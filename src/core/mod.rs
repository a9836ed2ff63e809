//! Core domain models for swarm orchestration.
//!
//! This module contains the fundamental data structures used throughout
//! the engine: task specs, results, and dependency graphs.

pub mod dag;
pub mod task;

pub use dag::TaskGraph;
pub use task::{TaskId, TaskResult, TaskSpec, UNIT_FAILED_SUMMARY};
//! Structured logging for debugging swarm.
//!
//! Events are emitted with the `tracing` macros throughout the crate and
//! written to `~/.swarm/swarm.log` by a `tracing-subscriber` fmt layer.
//!
//! Log levels:
//! - ERROR: a batch could not complete (setup failure, aborted graph)
//! - WARN: a unit failed or a submission was rejected
//! - INFO: batch start and completion
//! - DEBUG: unit lifecycle, config loading, dependency waits
//!
//! Debug mode can be enabled with `--debug` flag or `SWARM_DEBUG=1` env var.
//! `RUST_LOG` overrides both.

use std::fs::File;
use std::sync::Mutex;
use tracing_subscriber::EnvFilter;

use crate::config::Config;

/// Environment variable enabling debug output.
pub const DEBUG_ENV: &str = "SWARM_DEBUG";

/// Initialize logging to ~/.swarm/swarm.log, at debug level when `debug` is
/// set or `SWARM_DEBUG` asks for it.
///
/// The log file is truncated on startup. Calling this more than once, or
/// without a usable home directory, leaves logging as it was.
pub fn init_with_debug(debug: bool) {
    let debug_enabled = debug || env_requests_debug(std::env::var(DEBUG_ENV).ok().as_deref());

    if Config::ensure_dirs().is_err() {
        return;
    }
    let Ok(path) = Config::log_path() else {
        return;
    };
    let Ok(file) = File::create(&path) else {
        return;
    };

    let filter = EnvFilter::try_from_default_env()
        .unwrap_or_else(|_| EnvFilter::new(default_directive(debug_enabled)));

    let _ = tracing_subscriber::fmt()
        .with_env_filter(filter)
        .with_writer(Mutex::new(file))
        .with_ansi(false)
        .with_target(false)
        .try_init();
}

fn env_requests_debug(value: Option<&str>) -> bool {
    value
        .map(|v| v == "1" || v.eq_ignore_ascii_case("true"))
        .unwrap_or(false)
}

fn default_directive(debug: bool) -> &'static str {
    if debug {
        "swarm=debug"
    } else {
        "swarm=info"
    }
}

- - - - - - -

__YOUR OBJECTIVE__
Each line above, from the one that contains "asks for it." to the last line of the records, should be repeated exactly. Leave out all others.

__YOUR RESPONSE__
/// set or `SWARM_DEBUG` asks for it.
///
/// The log file is truncated on startup. Calling this more than once, or
/// without a usable home directory, leaves logging as it was.
pub fn init_with_debug(debug: bool) {
    let debug_enabled = debug || env_requests_debug(std::env::var(DEBUG_ENV).ok().as_deref());

    if Config::ensure_dirs().is_err() {
        return;
    }
    let Ok(path) = Config::log_path() else {
        return;
    };
    let Ok(file) = File::create(&path) else {
        return;
    };

    let filter = EnvFilter::try_from_default_env()
        .unwrap_or_else(|_| EnvFilter::new(default_directive(debug_enabled)));

    let _ = tracing_subscriber::fmt()
        .with_env_filter(filter)
        .with_writer(Mutex::new(file))
        .with_ansi(false)
        .with_target(false)
        .try_init();
}

fn env_requests_debug(value: Option<&str>) -> bool {
    value
        .map(|v| v == "1" || v.eq_ignore_ascii_case("true"))
        .unwrap_or(false)
}

fn default_directive(debug: bool) -> &'static str {
    if debug {
        "swarm=debug"
    } else {
        "swarm=info"
    }
}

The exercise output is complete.